In 1894, long before Jann Wenner, Texas humorist William Sidney Porter (better known as O. Henry) founded a magazine called Rolling Stone.
The name “O. Henry” is thought to have come from “Ohio Penitentiary”, where convicted bank embezzler Porter was the “writer in residence”.
Confederate Gen. John Hunt Morgan surrendered, along with his men, near East Liverpool, Ohio, after a long cavalry raid through Indiana and Ohio. He later broke out of the Ohio Penitentiary in Columbus, returned to the fighting and was then killed in action.

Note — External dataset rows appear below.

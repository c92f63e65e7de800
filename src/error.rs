//! Typed errors and HTTP mapping.

use crate::storage::StorageError;
use crate::store::StoreError;
use axum::{
    http::StatusCode,
    response::{IntoResponse, Response},
    Json,
};
use serde::Serialize;
use thiserror::Error;

#[derive(Error, Debug)]
pub enum SchemaError {
    #[error("missing reference: {kind} '{id}'")]
    MissingReference { kind: &'static str, id: String },
    #[error("invalid identifier field: resource {resource} field {field}")]
    InvalidIdentifier { resource: String, field: String },
    #[error("duplicate resource name: {0}")]
    DuplicateResource(String),
    #[error("duplicate field: {resource}.{field}")]
    DuplicateField { resource: String, field: String },
}

#[derive(Error, Debug)]
pub enum AdminError {
    #[error(transparent)]
    Schema(#[from] SchemaError),
    #[error("unknown resource: {0}")]
    UnknownResource(String),
    #[error("bad request: {0}")]
    BadRequest(String),
    #[error("store: {0}")]
    Store(#[from] StoreError),
    #[error("storage: {0}")]
    Storage(#[from] StorageError),
}

#[derive(Serialize)]
pub struct ErrorBody {
    pub error: ErrorDetail,
}

#[derive(Serialize)]
pub struct ErrorDetail {
    pub code: String,
    pub message: String,
    #[serde(skip_serializing_if = "Option::is_none")]
    pub details: Option<serde_json::Value>,
}

impl IntoResponse for AdminError {
    fn into_response(self) -> Response {
        let (status, code) = match &self {
            AdminError::Schema(_) => (StatusCode::INTERNAL_SERVER_ERROR, "schema_error"),
            AdminError::UnknownResource(_) => (StatusCode::NOT_FOUND, "not_found"),
            AdminError::BadRequest(_) => (StatusCode::BAD_REQUEST, "bad_request"),
            AdminError::Store(e) => match e {
                StoreError::NotFound => (StatusCode::NOT_FOUND, "not_found"),
                StoreError::Constraint(_) => (StatusCode::CONFLICT, "conflict"),
                StoreError::Unavailable(_) => {
                    (StatusCode::INTERNAL_SERVER_ERROR, "store_unavailable")
                }
            },
            AdminError::Storage(_) => (StatusCode::INTERNAL_SERVER_ERROR, "storage_error"),
        };
        let body = ErrorBody {
            error: ErrorDetail {
                code: code.to_string(),
                message: self.to_string(),
                details: None,
            },
        };
        (status, Json(body)).into_response()
    }
}
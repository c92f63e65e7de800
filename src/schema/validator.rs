//! Descriptor validation: referential integrity and identifier consistency.

use crate::error::SchemaError;
use crate::schema::types::{FieldKindDescriptor, ScalarType, SchemaDescriptor};
use std::collections::HashSet;

pub fn validate(schema: &SchemaDescriptor) -> Result<(), SchemaError> {
    let mut names = HashSet::new();
    for model in &schema.models {
        if !names.insert(model.name.to_lowercase()) {
            return Err(SchemaError::DuplicateResource(model.name.clone()));
        }
    }

    let known: HashSet<String> = schema
        .models
        .iter()
        .map(|m| m.name.to_lowercase())
        .collect();

    for model in &schema.models {
        let mut field_names = HashSet::new();
        for field in &model.fields {
            if !field_names.insert(field.name.as_str()) {
                return Err(SchemaError::DuplicateField {
                    resource: model.name.clone(),
                    field: field.name.clone(),
                });
            }
            if let FieldKindDescriptor::Relation {
                resource, fk_column, ..
            } = &field.kind
            {
                if !known.contains(&resource.to_lowercase()) {
                    return Err(SchemaError::MissingReference {
                        kind: "resource",
                        id: resource.clone(),
                    });
                }
                if fk_column.is_empty() {
                    return Err(SchemaError::MissingReference {
                        kind: "fk_column",
                        id: format!("{}.{}", model.name, field.name),
                    });
                }
            }
        }

        let id = model
            .fields
            .iter()
            .find(|f| f.name == model.id_field)
            .ok_or_else(|| SchemaError::InvalidIdentifier {
                resource: model.name.clone(),
                field: model.id_field.clone(),
            })?;
        match &id.kind {
            FieldKindDescriptor::Scalar { type_ } => match type_ {
                ScalarType::Int | ScalarType::BigInt | ScalarType::Uuid | ScalarType::Text => {}
                _ => {
                    return Err(SchemaError::InvalidIdentifier {
                        resource: model.name.clone(),
                        field: model.id_field.clone(),
                    })
                }
            },
            _ => {
                return Err(SchemaError::InvalidIdentifier {
                    resource: model.name.clone(),
                    field: model.id_field.clone(),
                })
            }
        }
    }

    Ok(())
}

#[cfg(test)]
mod tests {
    use super::*;
    use crate::schema::types::{FieldDescriptor, ModelDescriptor};

    fn scalar(name: &str, type_: ScalarType) -> FieldDescriptor {
        FieldDescriptor {
            name: name.to_string(),
            kind: FieldKindDescriptor::Scalar { type_ },
            required: false,
            unique: false,
            alias: None,
        }
    }

    fn model(name: &str, fields: Vec<FieldDescriptor>) -> ModelDescriptor {
        ModelDescriptor {
            name: name.to_string(),
            table: None,
            id_field: "id".to_string(),
            fields,
        }
    }

    #[test]
    fn rejects_missing_identifier_field() {
        let schema = SchemaDescriptor {
            models: vec![model("Post", vec![scalar("title", ScalarType::Text)])],
        };
        assert!(matches!(
            validate(&schema),
            Err(SchemaError::InvalidIdentifier { .. })
        ));
    }

    #[test]
    fn rejects_non_scalar_identifier() {
        let schema = SchemaDescriptor {
            models: vec![model("Post", vec![scalar("id", ScalarType::Float)])],
        };
        assert!(matches!(
            validate(&schema),
            Err(SchemaError::InvalidIdentifier { .. })
        ));
    }

    #[test]
    fn rejects_relation_to_unknown_resource() {
        let mut m = model("Post", vec![scalar("id", ScalarType::Int)]);
        m.fields.push(FieldDescriptor {
            name: "author".into(),
            kind: FieldKindDescriptor::Relation {
                resource: "Ghost".into(),
                fk_column: "author_id".into(),
                multiplicity: crate::schema::types::Multiplicity::ToOne,
            },
            required: false,
            unique: false,
            alias: None,
        });
        let schema = SchemaDescriptor { models: vec![m] };
        assert!(matches!(
            validate(&schema),
            Err(SchemaError::MissingReference { kind: "resource", .. })
        ));
    }

    #[test]
    fn rejects_duplicate_resource_names_case_insensitive() {
        let schema = SchemaDescriptor {
            models: vec![
                model("Post", vec![scalar("id", ScalarType::Int)]),
                model("post", vec![scalar("id", ScalarType::Int)]),
            ],
        };
        assert!(matches!(
            validate(&schema),
            Err(SchemaError::DuplicateResource(_))
        ));
    }

    #[test]
    fn accepts_consistent_schema() {
        let schema = SchemaDescriptor {
            models: vec![model(
                "Post",
                vec![scalar("id", ScalarType::Int), scalar("title", ScalarType::Text)],
            )],
        };
        assert!(validate(&schema).is_ok());
    }
}
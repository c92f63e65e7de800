//! Abstract data store consumed by the dispatcher, plus the shipped
//! adapters. Every adapter reports failures through [`StoreError`] so the
//! dispatcher can classify them uniformly.

pub mod memory;
pub mod postgres;

pub use memory::MemoryStore;
pub use postgres::PgStore;

use crate::payload::{FormattedPayload, RecordId};
use crate::request::ListQuery;
use crate::schema::Resource;
use async_trait::async_trait;
use thiserror::Error;

/// One record as the store returns it: a JSON object keyed by column name.
pub type Row = serde_json::Value;

#[derive(Clone, Debug)]
pub struct ListPage {
    pub rows: Vec<Row>,
    pub total: u64,
}

#[derive(Debug, Error)]
pub enum StoreError {
    /// The targeted record does not exist (delete/update of a missing row).
    #[error("record not found")]
    NotFound,
    /// The store rejected the operation: uniqueness, foreign key, bad data.
    #[error("constraint violated: {0}")]
    Constraint(String),
    /// Infrastructure failure; fatal for the request.
    #[error("store unavailable: {0}")]
    Unavailable(String),
}

impl StoreError {
    /// Recoverable errors render as an error message; the rest abort the
    /// request.
    pub fn is_recoverable(&self) -> bool {
        !matches!(self, StoreError::Unavailable(_))
    }
}

#[async_trait]
pub trait DataStore: Send + Sync {
    async fn find(&self, resource: &Resource, query: &ListQuery) -> Result<ListPage, StoreError>;

    async fn find_by_id(
        &self,
        resource: &Resource,
        id: &RecordId,
    ) -> Result<Option<Row>, StoreError>;

    /// Insert a new record and return it, identifier included.
    async fn insert(
        &self,
        resource: &Resource,
        payload: &FormattedPayload,
    ) -> Result<Row, StoreError>;

    /// Mutate the record matching the identifier. Ok(None) when no row
    /// matches.
    async fn update(
        &self,
        resource: &Resource,
        id: &RecordId,
        payload: &FormattedPayload,
    ) -> Result<Option<Row>, StoreError>;

    /// Remove one record; Err(NotFound) when the row no longer exists.
    async fn remove(&self, resource: &Resource, id: &RecordId) -> Result<Row, StoreError>;

    /// Remove all matching records in one batched operation, returning the
    /// number removed. Identifiers with no matching row are skipped.
    async fn remove_many(&self, resource: &Resource, ids: &[RecordId])
        -> Result<u64, StoreError>;
}
//! Admin HTTP handlers. Path extractors receive the resource segment and
//! optional identifier; the dispatcher resolves the resource by name.

use crate::error::AdminError;
use crate::payload::{SubmittedForm, UploadedBlob};
use crate::request::form_from_urlencoded;
use crate::respond::OperationResult;
use crate::service::Dispatcher;
use crate::state::AdminState;
use axum::{
    extract::{FromRequest, Multipart, Path, Query, Request, State},
    http::header::CONTENT_TYPE,
    Json,
};
use serde_json::Value;
use std::collections::HashMap;

/// Upper bound for submitted bodies, uploads included.
pub const MAX_BODY_BYTES: usize = 8 * 1024 * 1024;

pub async fn show(
    State(state): State<AdminState>,
    Path(resource): Path<String>,
    Query(params): Query<HashMap<String, String>>,
) -> Result<OperationResult, AdminError> {
    Dispatcher::view(&state, &resource, None, &params).await
}

pub async fn show_record(
    State(state): State<AdminState>,
    Path((resource, id)): Path<(String, String)>,
    Query(params): Query<HashMap<String, String>>,
) -> Result<OperationResult, AdminError> {
    Dispatcher::view(&state, &resource, Some(&id), &params).await
}

pub async fn submit(
    State(state): State<AdminState>,
    Path(resource): Path<String>,
    Query(params): Query<HashMap<String, String>>,
    req: Request,
) -> Result<OperationResult, AdminError> {
    let form = decode_form(req).await?;
    Dispatcher::submit(&state, &resource, None, &params, form).await
}

pub async fn submit_record(
    State(state): State<AdminState>,
    Path((resource, id)): Path<(String, String)>,
    Query(params): Query<HashMap<String, String>>,
    req: Request,
) -> Result<OperationResult, AdminError> {
    let form = decode_form(req).await?;
    Dispatcher::submit(&state, &resource, Some(&id), &params, form).await
}

pub async fn remove_many(
    State(state): State<AdminState>,
    Path(resource): Path<String>,
    Query(params): Query<HashMap<String, String>>,
    Json(ids): Json<Vec<Value>>,
) -> Result<OperationResult, AdminError> {
    Dispatcher::delete_many(&state, &resource, &params, ids).await
}

/// Decode the submitted body into a form: multipart when the content type
/// says so, urlencoded otherwise.
async fn decode_form(req: Request) -> Result<SubmittedForm, AdminError> {
    let content_type = req
        .headers()
        .get(CONTENT_TYPE)
        .and_then(|v| v.to_str().ok())
        .unwrap_or("")
        .to_string();

    if content_type.starts_with("multipart/form-data") {
        let mut multipart = Multipart::from_request(req, &())
            .await
            .map_err(|e| AdminError::BadRequest(format!("malformed multipart body: {}", e)))?;
        let mut form = SubmittedForm::new();
        while let Some(field) = multipart
            .next_field()
            .await
            .map_err(|e| AdminError::BadRequest(format!("malformed multipart body: {}", e)))?
        {
            let Some(name) = field.name().map(str::to_string) else {
                continue;
            };
            if let Some(filename) = field.file_name().map(str::to_string) {
                let content_type = field.content_type().map(str::to_string);
                let bytes = field
                    .bytes()
                    .await
                    .map_err(|e| AdminError::BadRequest(format!("upload read failed: {}", e)))?;
                form.push_blob(
                    name,
                    UploadedBlob {
                        filename,
                        content_type,
                        bytes: bytes.to_vec(),
                    },
                );
            } else {
                let text = field
                    .text()
                    .await
                    .map_err(|e| AdminError::BadRequest(format!("field read failed: {}", e)))?;
                form.push_text(name, text);
            }
        }
        Ok(form)
    } else {
        let bytes = axum::body::to_bytes(req.into_body(), MAX_BODY_BYTES)
            .await
            .map_err(|e| AdminError::BadRequest(format!("body read failed: {}", e)))?;
        form_from_urlencoded(&bytes)
    }
}
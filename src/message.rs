//! Status messages carried across the redirect boundary, round-tripped as a
//! JSON-encoded object in the `message` query parameter.

use serde::{Deserialize, Serialize};

pub const CREATED_MESSAGE: &str = "Created successfully";
pub const UPDATED_MESSAGE: &str = "Updated successfully";
pub const DELETED_MESSAGE: &str = "Deleted successfully";

#[derive(Clone, Copy, Debug, PartialEq, Eq, Serialize, Deserialize)]
#[serde(rename_all = "lowercase")]
pub enum MessageKind {
    Success,
    Error,
}

#[derive(Clone, Debug, PartialEq, Serialize, Deserialize)]
pub struct FlashMessage {
    #[serde(rename = "type")]
    pub kind: MessageKind,
    pub content: String,
}

impl FlashMessage {
    pub fn success(content: impl Into<String>) -> Self {
        FlashMessage {
            kind: MessageKind::Success,
            content: content.into(),
        }
    }

    pub fn error(content: impl Into<String>) -> Self {
        FlashMessage {
            kind: MessageKind::Error,
            content: content.into(),
        }
    }

    /// JSON form appended to redirect destinations as `?message=...`.
    pub fn encode(&self) -> String {
        serde_json::to_string(self).unwrap_or_default()
    }

    /// Decode a `message` query parameter. Malformed input yields None; a
    /// stale or tampered parameter must not fail the request.
    pub fn decode(raw: &str) -> Option<Self> {
        serde_json::from_str(raw).ok()
    }
}

#[cfg(test)]
mod tests {
    use super::*;

    #[test]
    fn encodes_with_type_key() {
        let msg = FlashMessage::success(CREATED_MESSAGE);
        assert_eq!(
            msg.encode(),
            r#"{"type":"success","content":"Created successfully"}"#
        );
    }

    #[test]
    fn round_trips() {
        let msg = FlashMessage::error("nope");
        assert_eq!(FlashMessage::decode(&msg.encode()), Some(msg));
    }

    #[test]
    fn malformed_input_is_none() {
        assert_eq!(FlashMessage::decode("not json"), None);
        assert_eq!(FlashMessage::decode(r#"{"type":"warn","content":"x"}"#), None);
    }
}
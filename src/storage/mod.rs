//! File-artifact storage behind a backend trait. The formatter persists
//! uploaded blobs here and writes the returned handle into the payload.

mod local;

pub use local::LocalFileStorage;

use crate::payload::UploadedBlob;
use async_trait::async_trait;
use thiserror::Error;

#[derive(Debug, Error)]
pub enum StorageError {
    #[error("invalid artifact handle: {0}")]
    InvalidHandle(String),
    #[error("storage io: {0}")]
    Io(#[from] std::io::Error),
}

/// Backend for persisted file artifacts. Handles are opaque strings that
/// round-trip through the data store and back into forms.
#[async_trait]
pub trait FileStorage: Send + Sync {
    /// Persist a blob and return its handle.
    async fn store(&self, field: &str, blob: &UploadedBlob) -> Result<String, StorageError>;

    /// Delete a previously stored artifact. Removing a handle that no
    /// longer resolves is not an error.
    async fn remove(&self, handle: &str) -> Result<(), StorageError>;
}
//! Router assembly. Uses parameterized paths so Path extractors receive
//! the resource segment and identifier; handlers resolve the resource by
//! name. Mount `admin_routes` under the same prefix as
//! `RouterOptions::base_path` so redirect destinations line up.

use crate::handlers::admin::{
    remove_many, show, show_record, submit, submit_record, MAX_BODY_BYTES,
};
use crate::state::AdminState;
use axum::{extract::DefaultBodyLimit, routing::get, Json, Router};
use serde::Serialize;
use tower_http::limit::RequestBodyLimitLayer;

pub fn admin_routes(state: AdminState) -> Router {
    Router::new()
        .route("/:resource", get(show).post(submit).delete(remove_many))
        .route("/:resource/:id", get(show_record).post(submit_record))
        .layer(DefaultBodyLimit::disable())
        .layer(RequestBodyLimitLayer::new(MAX_BODY_BYTES))
        .with_state(state)
}

#[derive(Serialize)]
struct HealthBody {
    status: &'static str,
}

async fn health() -> Json<HealthBody> {
    Json(HealthBody { status: "ok" })
}

async fn version() -> Json<serde_json::Value> {
    Json(serde_json::json!({
        "name": env!("CARGO_PKG_NAME"),
        "version": env!("CARGO_PKG_VERSION")
    }))
}

/// Common routes (no state): GET /health, GET /version.
pub fn common_routes() -> Router {
    Router::new()
        .route("/health", get(health))
        .route("/version", get(version))
}
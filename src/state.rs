//! Shared application state: the immutable registry plus the store and
//! storage collaborators, loaded once at startup and passed to every
//! handler.

use crate::schema::Registry;
use crate::storage::FileStorage;
use crate::store::DataStore;
use std::sync::Arc;

#[derive(Clone, Debug)]
pub struct RouterOptions {
    /// Prefix under which the admin surface is mounted, e.g. "/admin".
    /// Redirect destinations are built from it.
    pub base_path: String,
    /// In development mode classified store errors are rethrown with full
    /// diagnostics instead of being sanitized.
    pub dev_mode: bool,
}

impl Default for RouterOptions {
    fn default() -> Self {
        RouterOptions {
            base_path: "/admin".to_string(),
            dev_mode: false,
        }
    }
}

#[derive(Clone)]
pub struct AdminState {
    pub registry: Arc<Registry>,
    pub store: Arc<dyn DataStore>,
    pub storage: Arc<dyn FileStorage>,
    pub options: Arc<RouterOptions>,
}

impl AdminState {
    pub fn new(
        registry: Arc<Registry>,
        store: Arc<dyn DataStore>,
        storage: Arc<dyn FileStorage>,
        options: RouterOptions,
    ) -> Self {
        AdminState {
            registry,
            store,
            storage,
            options: Arc::new(options),
        }
    }
}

Liverpool is the third largest port in the UK after London and Bristol (though not in terms of use) and its most famous former residents included the Beatles (the Fab Four as well as Stu Sutcliffe and Pete Best) and- by some accounts- Adolf Hitler*.
*Hitler’s brother Alois and his wife and son lived in Liverpool; the son, William Patrick Hitler, later claimed his Uncle Adolf lived with them there in 1913-1914 when W.P. was a baby; biographers are mixed in acceptance of this story.
The nautical vernacular “shipshape and Bristol-fashion”, meaning “everything on board is tied down and securely squared away”, comes from the record tidal range of the bay of Bristol. Ships moored there, even ways off the shore, would often run gently aground at low tide and rest on their sides, so if the cargo happened to be loose it would cause much spillage, not to mention apoplectic fits from its owner.
The Dovells’ 1961 hit “Bristol Stomp” refers to a new dance originating in the Philadelphia suburb of Bristol, PA.
Dave Bristol managed four Major League Baseball teams during his career – the Cincinnati Reds, Milwaukee Brewers, Atlanta Braves, and San Francisco Giants.
The Cerne-Abbas Giant in Dorset, England is a hill carving 180 ft. high with a 12 ft. erection; though often referred to as ancient its age is only verifiable to the 17th century. Some locals were very upset when a similar sized likeness of Homer Simpson(sans 12 ft erection) was carved next to it as a promotion for the Simpson movie.